- Data items

────────────────────

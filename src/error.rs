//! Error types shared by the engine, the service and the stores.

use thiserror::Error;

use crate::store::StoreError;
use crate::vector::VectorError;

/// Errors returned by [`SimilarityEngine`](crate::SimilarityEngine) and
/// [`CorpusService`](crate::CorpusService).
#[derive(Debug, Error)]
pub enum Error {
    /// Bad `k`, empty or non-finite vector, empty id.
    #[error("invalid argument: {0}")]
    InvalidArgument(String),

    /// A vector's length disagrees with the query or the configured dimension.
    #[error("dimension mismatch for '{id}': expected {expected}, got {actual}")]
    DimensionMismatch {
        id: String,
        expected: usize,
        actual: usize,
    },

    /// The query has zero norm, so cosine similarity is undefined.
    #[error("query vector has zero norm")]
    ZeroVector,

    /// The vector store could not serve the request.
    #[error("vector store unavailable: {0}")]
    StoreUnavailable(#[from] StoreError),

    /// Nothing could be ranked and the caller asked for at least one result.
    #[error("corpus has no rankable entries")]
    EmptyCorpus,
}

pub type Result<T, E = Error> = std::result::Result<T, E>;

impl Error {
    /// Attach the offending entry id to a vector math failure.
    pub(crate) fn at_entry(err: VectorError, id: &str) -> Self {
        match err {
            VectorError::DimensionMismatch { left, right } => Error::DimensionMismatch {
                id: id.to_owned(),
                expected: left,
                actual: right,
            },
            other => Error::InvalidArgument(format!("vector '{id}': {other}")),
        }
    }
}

────────────────────

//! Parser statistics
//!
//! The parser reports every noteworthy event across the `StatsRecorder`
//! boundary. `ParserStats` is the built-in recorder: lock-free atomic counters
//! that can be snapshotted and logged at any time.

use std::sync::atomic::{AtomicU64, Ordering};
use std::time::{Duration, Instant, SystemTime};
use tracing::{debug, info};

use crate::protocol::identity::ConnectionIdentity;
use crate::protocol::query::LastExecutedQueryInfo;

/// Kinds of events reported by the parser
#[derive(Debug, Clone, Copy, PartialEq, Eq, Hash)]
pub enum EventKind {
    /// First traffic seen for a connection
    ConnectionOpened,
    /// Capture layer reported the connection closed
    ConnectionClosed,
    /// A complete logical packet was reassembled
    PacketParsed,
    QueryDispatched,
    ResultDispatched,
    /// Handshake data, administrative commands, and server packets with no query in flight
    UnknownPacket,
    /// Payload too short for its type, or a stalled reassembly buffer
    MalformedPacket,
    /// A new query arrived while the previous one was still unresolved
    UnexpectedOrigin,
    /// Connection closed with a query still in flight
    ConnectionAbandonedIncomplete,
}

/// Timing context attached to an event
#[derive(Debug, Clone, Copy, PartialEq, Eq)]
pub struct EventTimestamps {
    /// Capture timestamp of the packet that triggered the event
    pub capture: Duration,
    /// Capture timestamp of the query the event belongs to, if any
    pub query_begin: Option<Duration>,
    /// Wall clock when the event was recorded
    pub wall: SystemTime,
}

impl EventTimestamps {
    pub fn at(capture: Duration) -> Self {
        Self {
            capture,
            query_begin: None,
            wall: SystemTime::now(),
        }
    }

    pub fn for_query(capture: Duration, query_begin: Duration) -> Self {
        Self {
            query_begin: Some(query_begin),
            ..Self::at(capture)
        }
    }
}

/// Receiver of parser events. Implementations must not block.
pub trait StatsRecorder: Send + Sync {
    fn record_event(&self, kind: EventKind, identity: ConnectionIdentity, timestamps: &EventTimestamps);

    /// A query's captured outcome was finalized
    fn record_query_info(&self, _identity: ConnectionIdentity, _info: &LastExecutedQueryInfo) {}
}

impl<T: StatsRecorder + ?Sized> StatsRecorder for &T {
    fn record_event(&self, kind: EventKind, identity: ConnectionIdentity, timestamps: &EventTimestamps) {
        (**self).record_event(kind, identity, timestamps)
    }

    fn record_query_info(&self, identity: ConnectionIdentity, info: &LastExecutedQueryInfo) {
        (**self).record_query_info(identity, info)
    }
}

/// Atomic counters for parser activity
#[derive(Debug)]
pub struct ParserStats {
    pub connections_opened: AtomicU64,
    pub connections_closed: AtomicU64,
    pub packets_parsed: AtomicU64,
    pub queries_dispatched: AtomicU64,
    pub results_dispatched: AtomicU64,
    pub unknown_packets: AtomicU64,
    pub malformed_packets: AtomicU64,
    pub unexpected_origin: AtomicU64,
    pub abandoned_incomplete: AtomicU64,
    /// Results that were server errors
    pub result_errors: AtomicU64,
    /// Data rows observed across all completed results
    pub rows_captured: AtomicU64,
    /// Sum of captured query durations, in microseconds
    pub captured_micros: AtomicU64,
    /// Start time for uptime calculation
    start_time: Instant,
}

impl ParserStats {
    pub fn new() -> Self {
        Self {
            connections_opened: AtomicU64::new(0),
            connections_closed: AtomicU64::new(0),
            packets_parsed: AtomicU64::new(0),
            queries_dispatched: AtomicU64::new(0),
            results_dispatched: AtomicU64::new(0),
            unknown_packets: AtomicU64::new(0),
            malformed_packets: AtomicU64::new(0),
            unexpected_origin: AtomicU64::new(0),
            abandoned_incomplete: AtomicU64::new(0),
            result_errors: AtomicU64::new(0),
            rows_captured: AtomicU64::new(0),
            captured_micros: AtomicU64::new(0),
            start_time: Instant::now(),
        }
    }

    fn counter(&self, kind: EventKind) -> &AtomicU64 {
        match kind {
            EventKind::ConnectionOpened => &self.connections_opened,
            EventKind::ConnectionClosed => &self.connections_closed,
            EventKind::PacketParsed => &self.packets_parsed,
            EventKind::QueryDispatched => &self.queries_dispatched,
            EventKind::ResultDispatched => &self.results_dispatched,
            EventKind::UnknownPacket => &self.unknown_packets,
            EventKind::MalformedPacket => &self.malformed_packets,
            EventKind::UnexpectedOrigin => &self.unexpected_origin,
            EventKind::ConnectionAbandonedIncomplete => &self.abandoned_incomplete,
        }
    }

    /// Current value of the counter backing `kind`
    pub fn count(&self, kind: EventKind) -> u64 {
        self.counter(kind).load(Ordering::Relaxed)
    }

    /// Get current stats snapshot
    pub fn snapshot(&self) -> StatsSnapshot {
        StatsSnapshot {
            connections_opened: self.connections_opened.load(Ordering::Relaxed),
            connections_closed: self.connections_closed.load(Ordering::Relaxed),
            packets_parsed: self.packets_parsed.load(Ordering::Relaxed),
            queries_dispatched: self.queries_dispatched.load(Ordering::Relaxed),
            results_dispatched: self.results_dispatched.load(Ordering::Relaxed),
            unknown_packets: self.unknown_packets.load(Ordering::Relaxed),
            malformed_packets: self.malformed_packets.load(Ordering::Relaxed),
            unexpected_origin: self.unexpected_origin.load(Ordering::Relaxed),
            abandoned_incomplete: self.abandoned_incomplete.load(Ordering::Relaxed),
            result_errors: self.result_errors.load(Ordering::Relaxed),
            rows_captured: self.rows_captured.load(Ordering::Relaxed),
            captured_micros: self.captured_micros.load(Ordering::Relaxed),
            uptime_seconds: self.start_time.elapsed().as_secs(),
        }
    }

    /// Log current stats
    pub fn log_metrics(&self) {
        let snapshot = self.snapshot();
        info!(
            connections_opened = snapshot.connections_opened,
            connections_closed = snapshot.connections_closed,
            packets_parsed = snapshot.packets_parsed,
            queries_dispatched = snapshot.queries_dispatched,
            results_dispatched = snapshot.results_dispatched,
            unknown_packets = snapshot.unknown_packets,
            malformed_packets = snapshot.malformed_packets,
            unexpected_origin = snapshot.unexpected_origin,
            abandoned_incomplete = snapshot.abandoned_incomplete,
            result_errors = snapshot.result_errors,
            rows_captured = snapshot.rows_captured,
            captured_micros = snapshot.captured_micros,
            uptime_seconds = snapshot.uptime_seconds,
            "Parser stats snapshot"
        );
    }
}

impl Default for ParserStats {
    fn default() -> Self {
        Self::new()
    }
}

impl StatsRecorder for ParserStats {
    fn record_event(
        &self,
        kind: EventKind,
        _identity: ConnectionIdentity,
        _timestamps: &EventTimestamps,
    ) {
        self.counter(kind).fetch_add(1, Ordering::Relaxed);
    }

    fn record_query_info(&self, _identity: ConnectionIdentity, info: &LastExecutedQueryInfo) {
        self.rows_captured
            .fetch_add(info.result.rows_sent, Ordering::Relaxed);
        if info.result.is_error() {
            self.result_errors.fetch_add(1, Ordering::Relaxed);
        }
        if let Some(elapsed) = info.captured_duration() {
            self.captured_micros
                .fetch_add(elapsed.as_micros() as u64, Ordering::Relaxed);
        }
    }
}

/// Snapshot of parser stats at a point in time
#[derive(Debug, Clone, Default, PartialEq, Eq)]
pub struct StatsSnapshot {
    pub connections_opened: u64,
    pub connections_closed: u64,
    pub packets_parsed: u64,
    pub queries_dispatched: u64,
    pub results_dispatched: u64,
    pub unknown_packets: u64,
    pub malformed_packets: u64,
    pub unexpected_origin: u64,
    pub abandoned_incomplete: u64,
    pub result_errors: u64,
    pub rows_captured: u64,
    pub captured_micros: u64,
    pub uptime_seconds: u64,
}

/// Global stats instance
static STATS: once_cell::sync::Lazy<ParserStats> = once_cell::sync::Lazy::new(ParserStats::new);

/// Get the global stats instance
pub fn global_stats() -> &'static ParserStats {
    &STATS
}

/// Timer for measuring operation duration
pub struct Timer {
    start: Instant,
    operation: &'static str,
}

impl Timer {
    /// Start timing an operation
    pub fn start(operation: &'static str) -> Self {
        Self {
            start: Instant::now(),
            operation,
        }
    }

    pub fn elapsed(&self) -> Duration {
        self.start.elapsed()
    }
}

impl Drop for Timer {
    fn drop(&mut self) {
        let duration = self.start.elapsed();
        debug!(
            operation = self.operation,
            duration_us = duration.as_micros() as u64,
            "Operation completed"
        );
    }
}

────────────────────

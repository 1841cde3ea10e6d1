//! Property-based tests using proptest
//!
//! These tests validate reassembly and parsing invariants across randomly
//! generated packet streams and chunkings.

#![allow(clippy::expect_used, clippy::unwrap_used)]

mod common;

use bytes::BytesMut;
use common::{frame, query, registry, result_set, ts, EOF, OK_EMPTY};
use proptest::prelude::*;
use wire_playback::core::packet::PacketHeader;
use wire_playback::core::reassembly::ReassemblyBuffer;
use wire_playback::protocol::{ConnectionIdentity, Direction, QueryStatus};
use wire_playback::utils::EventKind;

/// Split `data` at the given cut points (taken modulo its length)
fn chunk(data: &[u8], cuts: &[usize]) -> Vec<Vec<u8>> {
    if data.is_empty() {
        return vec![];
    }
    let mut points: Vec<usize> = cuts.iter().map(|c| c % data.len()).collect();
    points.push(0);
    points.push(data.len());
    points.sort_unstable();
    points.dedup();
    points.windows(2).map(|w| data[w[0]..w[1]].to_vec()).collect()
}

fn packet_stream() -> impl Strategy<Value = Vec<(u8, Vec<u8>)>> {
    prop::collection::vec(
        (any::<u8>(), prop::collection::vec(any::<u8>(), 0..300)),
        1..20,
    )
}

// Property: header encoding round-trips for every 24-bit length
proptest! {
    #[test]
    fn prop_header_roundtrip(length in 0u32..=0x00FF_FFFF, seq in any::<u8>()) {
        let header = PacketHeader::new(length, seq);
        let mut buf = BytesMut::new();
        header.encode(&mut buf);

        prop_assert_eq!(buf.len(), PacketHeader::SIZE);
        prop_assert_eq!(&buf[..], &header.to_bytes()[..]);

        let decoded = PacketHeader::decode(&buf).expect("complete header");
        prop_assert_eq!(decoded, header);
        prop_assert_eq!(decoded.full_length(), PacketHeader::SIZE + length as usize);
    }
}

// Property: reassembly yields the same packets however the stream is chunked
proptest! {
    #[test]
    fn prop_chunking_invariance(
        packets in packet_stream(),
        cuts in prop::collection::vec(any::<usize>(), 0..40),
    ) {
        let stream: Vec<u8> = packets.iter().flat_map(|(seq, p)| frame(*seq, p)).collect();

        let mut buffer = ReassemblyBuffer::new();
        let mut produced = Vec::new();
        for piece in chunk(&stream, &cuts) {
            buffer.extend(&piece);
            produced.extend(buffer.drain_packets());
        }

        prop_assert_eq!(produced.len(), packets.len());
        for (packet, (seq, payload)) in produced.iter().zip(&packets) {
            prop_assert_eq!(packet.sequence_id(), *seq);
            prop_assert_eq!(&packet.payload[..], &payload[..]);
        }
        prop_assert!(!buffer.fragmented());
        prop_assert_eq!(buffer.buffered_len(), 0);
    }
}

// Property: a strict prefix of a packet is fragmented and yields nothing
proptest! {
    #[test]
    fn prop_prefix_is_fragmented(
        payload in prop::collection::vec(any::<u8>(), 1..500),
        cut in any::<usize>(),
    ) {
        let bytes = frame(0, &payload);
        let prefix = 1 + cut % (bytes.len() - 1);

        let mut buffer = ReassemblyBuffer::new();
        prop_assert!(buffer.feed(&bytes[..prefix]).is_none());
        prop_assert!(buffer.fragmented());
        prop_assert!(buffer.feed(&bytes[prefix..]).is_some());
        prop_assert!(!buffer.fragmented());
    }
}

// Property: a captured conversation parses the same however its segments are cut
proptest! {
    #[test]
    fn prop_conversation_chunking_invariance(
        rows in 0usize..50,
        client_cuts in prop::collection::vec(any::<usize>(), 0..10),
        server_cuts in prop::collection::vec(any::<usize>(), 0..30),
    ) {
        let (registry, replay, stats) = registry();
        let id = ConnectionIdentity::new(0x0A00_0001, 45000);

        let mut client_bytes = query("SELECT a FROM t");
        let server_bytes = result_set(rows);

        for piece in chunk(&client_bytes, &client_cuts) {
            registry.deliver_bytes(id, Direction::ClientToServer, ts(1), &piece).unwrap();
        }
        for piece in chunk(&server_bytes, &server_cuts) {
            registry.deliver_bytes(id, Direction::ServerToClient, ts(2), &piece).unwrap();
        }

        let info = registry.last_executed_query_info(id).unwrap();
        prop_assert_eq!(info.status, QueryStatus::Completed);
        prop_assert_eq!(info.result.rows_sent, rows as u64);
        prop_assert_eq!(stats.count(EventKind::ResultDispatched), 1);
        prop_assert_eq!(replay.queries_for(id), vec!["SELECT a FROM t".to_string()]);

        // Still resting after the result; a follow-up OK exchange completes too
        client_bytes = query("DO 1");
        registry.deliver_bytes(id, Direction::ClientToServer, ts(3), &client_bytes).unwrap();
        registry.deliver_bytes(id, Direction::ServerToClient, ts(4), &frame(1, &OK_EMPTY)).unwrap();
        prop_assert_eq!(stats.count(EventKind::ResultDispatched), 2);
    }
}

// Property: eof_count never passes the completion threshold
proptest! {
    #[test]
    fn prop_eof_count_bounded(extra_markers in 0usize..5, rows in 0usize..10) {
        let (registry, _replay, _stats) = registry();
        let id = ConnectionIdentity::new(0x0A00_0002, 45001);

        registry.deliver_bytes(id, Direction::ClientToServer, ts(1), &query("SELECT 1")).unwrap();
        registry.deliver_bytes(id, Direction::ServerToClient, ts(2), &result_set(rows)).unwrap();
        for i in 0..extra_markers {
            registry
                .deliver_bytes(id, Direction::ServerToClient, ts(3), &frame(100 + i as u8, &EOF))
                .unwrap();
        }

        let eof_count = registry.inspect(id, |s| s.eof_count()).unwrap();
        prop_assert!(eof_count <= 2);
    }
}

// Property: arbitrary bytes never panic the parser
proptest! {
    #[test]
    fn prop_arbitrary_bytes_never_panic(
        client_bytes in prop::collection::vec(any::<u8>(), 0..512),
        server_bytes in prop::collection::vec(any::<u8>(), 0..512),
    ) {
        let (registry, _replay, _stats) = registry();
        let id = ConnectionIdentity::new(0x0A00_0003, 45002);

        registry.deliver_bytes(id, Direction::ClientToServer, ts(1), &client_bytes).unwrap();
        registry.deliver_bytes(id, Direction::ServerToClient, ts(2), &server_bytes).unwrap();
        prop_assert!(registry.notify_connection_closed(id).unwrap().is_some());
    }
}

────────────────────

- Task requirements
A copy of each line in the data above that holds the string "iter" is needed.

- Completed task
    let mut points: Vec<usize> = cuts.iter().map(|c| c % data.len()).collect();
        let stream: Vec<u8> = packets.iter().flat_map(|(seq, p)| frame(*seq, p)).collect();
        for (packet, (seq, payload)) in produced.iter().zip(&packets) {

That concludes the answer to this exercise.